I don’t tell my kids that the stork brought them or that I found them in a cabbage patch. If our dog died, I wouldn’t tell them that we’d sent him to live with a family in the country. And I don’t tell them that Santa brings them presents at Christmas time.

I’m not going to say that I have never, ever stretched the truth to protect their feelings. But I don’t make up elaborate lies just for fun and string them along for years. That’s why I can’t do the whole Santa thing. It would just feel weird. I respect my kids too much to lie to them like that.

When I was a kid and found out that Santa wasn’t real, it hurt. It was a shock to think that adults could conspire on such a huge scale to trick me.

I always told myself that I wouldn’t lie to my kids about Santa. I thought other people my age would feel the same. But no. I’m pretty much on my own here.

In a country where most people don’t bother going to church, the Santa myth has taken on a kind of sacred status. If anyone dares to tell the truth – like Kitty Flanagan on The Project – they’re howled at as if they’re evil. But they’re just telling the truth.

Other mums sometimes ask me, “How do you stop your children from telling other children at school that Santa isn’t real?” Well, to be honest, that’s not my problem. If you want to lie to your kids, you shouldn’t expect me and my kids to cover for you.

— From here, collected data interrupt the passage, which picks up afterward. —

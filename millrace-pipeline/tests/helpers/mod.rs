//! Shared test doubles for the flow-control element tests.
//!
//! Provides scripted upstream elements, recording stream handlers and
//! observers, and message builders with sensible PCM/DSD defaults.

#![allow(dead_code)]

use std::collections::VecDeque;
use std::sync::atomic::{AtomicU32, AtomicUsize, Ordering};
use std::sync::{mpsc, Arc, Mutex};

use millrace_common::config::PoolConfig;
use millrace_pipeline::element::{
    Animator, ClockPuller, DelayObserver, FormatUnsupported, StreamHandler, StreamPlay,
};
use millrace_pipeline::msg::{
    AudioFormat, DecodedAudio, DecodedStreamInfo, EncodedStreamInfo, ModeInfo, Msg, MsgFactory,
    TrackInfo,
};
use millrace_pipeline::UpstreamElement;

pub fn factory() -> MsgFactory {
    MsgFactory::new(&PoolConfig::default())
}

/// Upstream element fed from a fixed script. Panics if pulled past the
/// end, so tests fail loudly on unexpected extra pulls.
pub struct ScriptedUpstream {
    msgs: VecDeque<Msg>,
}

impl ScriptedUpstream {
    pub fn new(msgs: Vec<Msg>) -> Self {
        Self { msgs: msgs.into() }
    }
}

impl UpstreamElement for ScriptedUpstream {
    fn pull(&mut self) -> Msg {
        self.msgs.pop_front().expect("upstream script exhausted")
    }
}

/// Upstream element fed from a channel, for elements that pull on their
/// own thread. Blocks until the test sends the next message.
pub struct ChannelUpstream {
    rx: mpsc::Receiver<Msg>,
}

pub fn channel_upstream() -> (mpsc::Sender<Msg>, ChannelUpstream) {
    let (tx, rx) = mpsc::channel();
    (tx, ChannelUpstream { rx })
}

impl UpstreamElement for ChannelUpstream {
    fn pull(&mut self) -> Msg {
        self.rx.recv().expect("upstream script channel closed")
    }
}

/// Stream handler that records every escalation it receives.
#[derive(Default)]
pub struct RecordingHandler {
    pub seek_calls: Mutex<Vec<(u32, u64)>>,
    pub stop_calls: Mutex<Vec<u32>>,
    pub discard_calls: Mutex<Vec<u32>>,
    pub starving_events: Mutex<Vec<(String, u32, bool)>>,
    /// Flush id returned from `try_discard`; zero means "cannot service".
    pub discard_flush_id: AtomicU32,
    pub stop_flush_id: AtomicU32,
}

impl StreamHandler for RecordingHandler {
    fn ok_to_play(&self, _stream_id: u32) -> StreamPlay {
        StreamPlay::Yes
    }

    fn try_seek(&self, stream_id: u32, offset: u64) -> u32 {
        self.seek_calls.lock().unwrap().push((stream_id, offset));
        0
    }

    fn try_discard(&self, jiffies: u32) -> u32 {
        self.discard_calls.lock().unwrap().push(jiffies);
        self.discard_flush_id.load(Ordering::Acquire)
    }

    fn try_stop(&self, stream_id: u32) -> u32 {
        self.stop_calls.lock().unwrap().push(stream_id);
        self.stop_flush_id.load(Ordering::Acquire)
    }

    fn notify_starving(&self, mode: &str, stream_id: u32, starving: bool) {
        self.starving_events
            .lock()
            .unwrap()
            .push((mode.to_string(), stream_id, starving));
    }
}

/// Clock puller counting start/stop calls.
#[derive(Default)]
pub struct CountingPuller {
    pub starts: AtomicUsize,
    pub stops: AtomicUsize,
}

impl ClockPuller for CountingPuller {
    fn start(&self) {
        self.starts.fetch_add(1, Ordering::AcqRel);
    }

    fn stop(&self) {
        self.stops.fetch_add(1, Ordering::AcqRel);
    }
}

/// Delay observer recording every notification.
#[derive(Default)]
pub struct RecordingDelayObserver {
    pub notifications: Mutex<Vec<u32>>,
}

impl DelayObserver for RecordingDelayObserver {
    fn notify_delay_applied(&self, jiffies: u32) {
        self.notifications.lock().unwrap().push(jiffies);
    }
}

/// Animator with a fixed latency for every format.
pub struct FixedAnimator {
    pub latency_jiffies: u32,
    pub block_words: u32,
}

impl Animator for FixedAnimator {
    fn delay_jiffies(
        &self,
        _format: AudioFormat,
        _sample_rate: u32,
        _bit_depth: u32,
        _channels: u32,
    ) -> Result<u32, FormatUnsupported> {
        Ok(self.latency_jiffies)
    }

    fn dsd_block_words(&self) -> Result<u32, FormatUnsupported> {
        Ok(self.block_words)
    }

    fn max_bit_depth(&self) -> u32 {
        24
    }
}

pub fn mode(name: &str) -> Msg {
    Msg::Mode(Arc::new(ModeInfo {
        name: name.to_string(),
        supports_latency: true,
        clock_puller: None,
    }))
}

pub fn mode_with_puller(name: &str, puller: Arc<dyn ClockPuller>) -> Msg {
    Msg::Mode(Arc::new(ModeInfo {
        name: name.to_string(),
        supports_latency: true,
        clock_puller: Some(puller),
    }))
}

pub fn track(id: u32) -> Msg {
    Msg::Track(Arc::new(TrackInfo {
        uri: format!("test://track/{id}"),
        metadata: String::new(),
        id,
    }))
}

pub fn encoded_stream(stream_id: u32, handler: Arc<dyn StreamHandler>) -> Msg {
    Msg::EncodedStream(Arc::new(EncodedStreamInfo {
        uri: format!("test://stream/{stream_id}"),
        stream_id,
        total_bytes: 0,
        seekable: true,
        live: false,
        stream_handler: handler,
    }))
}

/// 44.1kHz / 16-bit / stereo PCM stream descriptor.
pub fn decoded_stream(stream_id: u32, handler: Arc<dyn StreamHandler>) -> Msg {
    Msg::DecodedStream(Arc::new(DecodedStreamInfo {
        stream_id,
        bit_rate: 1_411_200,
        bit_depth: 16,
        sample_rate: 44_100,
        channels: 2,
        codec_name: "test-pcm".to_string(),
        track_length_jiffies: 0,
        sample_start: 0,
        lossless: true,
        seekable: true,
        live: false,
        format: AudioFormat::Pcm,
        stream_handler: handler,
    }))
}

/// DSD64 stereo stream descriptor.
pub fn decoded_stream_dsd(stream_id: u32, handler: Arc<dyn StreamHandler>) -> Msg {
    Msg::DecodedStream(Arc::new(DecodedStreamInfo {
        stream_id,
        bit_rate: 5_644_800,
        bit_depth: 1,
        sample_rate: 2_822_400,
        channels: 2,
        codec_name: "test-dsd".to_string(),
        track_length_jiffies: 0,
        sample_start: 0,
        lossless: true,
        seekable: false,
        live: false,
        format: AudioFormat::Dsd,
        stream_handler: handler,
    }))
}

/// PCM audio of `samples` stereo 16-bit frames, 0x4040 per subsample so
/// ramp attenuation is observable in the rendered bytes.
pub fn pcm(factory: &MsgFactory, samples: u32, track_offset: u64) -> Msg {
    let bytes = vec![0x40u8; samples as usize * 4];
    factory.audio_pcm(&bytes, 44_100, 16, 2, track_offset)
}

/// DSD64 stereo audio of `samples` frames (must be a multiple of 8).
pub fn dsd(factory: &MsgFactory, samples: u32, track_offset: u64) -> Msg {
    assert_eq!(samples % 8, 0);
    let bytes = vec![0x55u8; samples as usize * 2 / 8];
    factory.audio_dsd(&bytes, 2_822_400, 2, 16, track_offset)
}

pub fn expect_audio(msg: Msg) -> DecodedAudio {
    match msg {
        Msg::AudioPcm(a) | Msg::AudioDsd(a) | Msg::Silence(a) => a,
        other => panic!("expected audio, got {other:?}"),
    }
}

pub fn expect_pcm(msg: Msg) -> DecodedAudio {
    match msg {
        Msg::AudioPcm(a) => a,
        other => panic!("expected AudioPcm, got {other:?}"),
    }
}

pub fn expect_silence(msg: Msg) -> DecodedAudio {
    match msg {
        Msg::Silence(a) => a,
        other => panic!("expected Silence, got {other:?}"),
    }
}

pub fn encoded_bytes(msg: Msg) -> Vec<u8> {
    match msg {
        Msg::AudioEncoded(a) => a.bytes().to_vec(),
        other => panic!("expected AudioEncoded, got {other:?}"),
    }
}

 What are you doing to your kids?

But yes, I do tell my children that some families like to pretend presents come from Santa and we shouldn’t spoil it for them. My daughter has been good about it. Back in Year One, she came home from school and told me that a boy in her class had got in trouble for saying Santa wasn’t real. But she hadn’t said anything. (Why should that poor kid have got in trouble anyway?)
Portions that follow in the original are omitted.